Pramod: Sure. Nowadays, whenever you think about platforms or people that are building platforms, are talking about these kinds of stuff, there's usually a lot of thought on like, what is my data catalog? How do I want to build a data catalog? What are my APS standard? How am I going to share the data? Is it like JSON, Avro or some other format? There's a lot of upfront thought being put into how do I want to share data? What are the standards around that?

Like Martin famously says, just because it's a schemaless database, doesn't mean there is no schema, the schema is there everywhere it have to figure out how do I share that schema, and come up with standards of those things. I see like in the architecture or in the architects world, a lot of that being put into how do I share this? How do I create standards? How do I expose this data? Things like that.

I think there is work going on, at the same time, some of it is not mature and it's very easy to fall into the trap of, I build my own stuff, and then other teams have no idea how to figure out what is the data that I'm giving out, what is the format, and how are the aggregates? What are the aggregates at? What level they are the aggregates and things like that. There is still a lot of work to be done.

I think at the same time, people are trying to put the effort to create data catalogs, make it easier to share data, make it available, or even create events when things happen so that other consumers can consume the events without having to go and ask, stuff like that's happen.

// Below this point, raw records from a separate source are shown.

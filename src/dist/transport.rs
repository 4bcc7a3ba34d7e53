//! TCP transport for the coordinator protocol.
//!
//! Every connection is served by its own thread; requests on one connection
//! are answered in order.

use std::{
    io::{BufRead, BufReader, Write},
    net::{SocketAddr, TcpListener, TcpStream, ToSocketAddrs},
    sync::Arc,
    thread::{self, JoinHandle},
};

use tracing::{debug, info, trace, warn};

use crate::{
    dist::{agent::CoordinatorApi, proto::*, Coordinator, Partition},
    sim::SimHandle,
    Error, Result,
};

pub trait Service: Send + Sync + 'static {
    fn handle(&self, request: Request) -> Response;
}

/// What a node exposes on the network: the coordinator operations when it
/// runs one, and key presses for its run loop.
#[derive(Debug, Default)]
pub struct NodeService {
    coordinator: Option<Arc<Coordinator>>,
    keys: Option<SimHandle>,
}

impl NodeService {
    pub fn new() -> Self {
        Self::default()
    }

    pub fn with_coordinator(mut self, coordinator: Arc<Coordinator>) -> Self {
        self.coordinator = Some(coordinator);
        self
    }

    pub fn with_keys(mut self, keys: SimHandle) -> Self {
        self.keys = Some(keys);
        self
    }
}

impl NodeService {
    fn key_press(&self, key: char) -> Response {
        match &self.keys {
            Some(keys) if keys.key_press(key) => Response::KeyAccepted,
            Some(_) => Response::error("finished", "the run loop has stopped"),
            None => Response::error("no_run_loop", "this node takes no key presses"),
        }
    }
}

impl Service for NodeService {
    fn handle(&self, request: Request) -> Response {
        let coordinator = match (&request, &self.coordinator) {
            (Request::KeyPress { key }, _) => return self.key_press(*key),
            (_, None) => {
                return Response::error("not_coordinator", "this node runs no coordinator")
            }
            // inherent methods, not the agent-side `CoordinatorApi` of `Arc`.
            (_, Some(coordinator)) => coordinator.as_ref(),
        };
        match request {
            Request::FetchMyConfig => Response::Config {
                assignment: coordinator.fetch_my_config(),
            },
            Request::CheckNextTurn { partition } => {
                Response::Status(coordinator.check_next_turn(partition))
            }
            Request::FetchNextTurn { partition } => match coordinator.fetch_next_turn(partition) {
                Ok(next) => Response::NextTurn(next),
                Err(rejection) => rejection.into(),
            },
            Request::ReportMyState(report) => match coordinator.report_my_state(report) {
                Ok(()) => Response::Reported,
                Err(rejection) => rejection.into(),
            },
            Request::KeyPress { key } => self.key_press(key),
        }
    }
}

pub struct Server {
    listener: TcpListener,
    service: Arc<dyn Service>,
}

impl Server {
    pub fn bind(addr: impl ToSocketAddrs, service: impl Service) -> Result<Self> {
        let listener = TcpListener::bind(addr)?;
        Ok(Self {
            listener,
            service: Arc::new(service),
        })
    }

    pub fn local_addr(&self) -> Result<SocketAddr> {
        Ok(self.listener.local_addr()?)
    }

    /// accepts connections on a background thread for the rest of the process.
    pub fn spawn(self) -> JoinHandle<()> {
        thread::spawn(move || self.accept_loop())
    }

    fn accept_loop(self) {
        if let Ok(addr) = self.listener.local_addr() {
            info!(%addr, "listening");
        }
        for stream in self.listener.incoming() {
            let stream = match stream {
                Ok(stream) => stream,
                Err(error) => {
                    warn!(%error, "failed to accept a connection");
                    continue;
                }
            };
            let service = self.service.clone();
            thread::spawn(move || {
                let peer = stream.peer_addr().ok();
                debug!(?peer, "connection opened");
                if let Err(error) = serve_connection(stream, service.as_ref()) {
                    warn!(?peer, %error, "connection dropped");
                } else {
                    debug!(?peer, "connection closed");
                }
            });
        }
    }
}

fn serve_connection(stream: TcpStream, service: &dyn Service) -> Result<()> {
    let mut writer = stream.try_clone()?;
    let reader = BufReader::new(stream);
    for line in reader.lines() {
        let line = line?;
        if line.trim().is_empty() {
            continue;
        }
        let response = match decode_request(&line) {
            Ok(request) => {
                trace!(op = request.name(), "request");
                service.handle(request)
            }
            Err(error) => Response::error("parse_error", error),
        };
        writer.write_all(&encode(&response)?)?;
    }
    Ok(())
}

/// One connection to a node, requests are answered in order.
pub struct Client {
    reader: BufReader<TcpStream>,
    writer: TcpStream,
}

impl Client {
    pub fn connect(addr: impl ToSocketAddrs) -> Result<Self> {
        let writer = TcpStream::connect(addr)?;
        writer.set_nodelay(true)?;
        let reader = BufReader::new(writer.try_clone()?);
        Ok(Self { reader, writer })
    }

    pub fn call(&mut self, request: &Request) -> Result<Response> {
        self.writer.write_all(&encode(request)?)?;
        let mut line = String::new();
        if self.reader.read_line(&mut line)? == 0 {
            return Err(Error::Disconnected);
        }
        decode_response(line.trim_end())?.into_result()
    }

    pub fn key_press(&mut self, key: char) -> Result<()> {
        match self.call(&Request::KeyPress { key })? {
            Response::KeyAccepted => Ok(()),
            _ => Err(Error::UnexpectedResponse("key_press")),
        }
    }
}

impl CoordinatorApi for Client {
    fn fetch_my_config(&mut self) -> Result<Option<Assignment>> {
        match self.call(&Request::FetchMyConfig)? {
            Response::Config { assignment } => Ok(assignment),
            _ => Err(Error::UnexpectedResponse("fetch_my_config")),
        }
    }

    fn check_next_turn(&mut self, partition: Partition) -> Result<TurnStatus> {
        match self.call(&Request::CheckNextTurn { partition })? {
            Response::Status(status) => Ok(status),
            _ => Err(Error::UnexpectedResponse("check_next_turn")),
        }
    }

    fn fetch_next_turn(&mut self, partition: Partition) -> Result<NextTurn> {
        match self.call(&Request::FetchNextTurn { partition })? {
            Response::NextTurn(next) => Ok(next),
            _ => Err(Error::UnexpectedResponse("fetch_next_turn")),
        }
    }

    fn report_my_state(&mut self, report: Report) -> Result<()> {
        match self.call(&Request::ReportMyState(report))? {
            Response::Reported => Ok(()),
            _ => Err(Error::UnexpectedResponse("report_my_state")),
        }
    }
}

Zhamak: It looks like there is a trend as we move toward using data beyond operational of transactional application and using data for analytics and training machine learning models, data sharing becomes more and more important beyond your operational RESTful APIs. As you said, enabling the discoverability of the data and also upfront thinking about the standardized way of sharing data, and some of these standards are being adopted like the parquet and Avros and formats like that, but they're definitely there is a space that we can definitely do better.

Pramod: Yes. Especially the duality of the operational data storage stores the data and does things, but it's like a state machine, and what analytics needs is every change in state. It doesn't need the end state,it needs every change in this state. How do I give that data? Do I keep it inside my API and when someone asks, give me an object and all its state changes, or do I tell someone that, "Hey, this object changes this state and I only keep the latest state." That's a decision someone has to make, and that decision then leads down to the path of like, "Does the API keep the history or does the API event out history and always keep the current copy?"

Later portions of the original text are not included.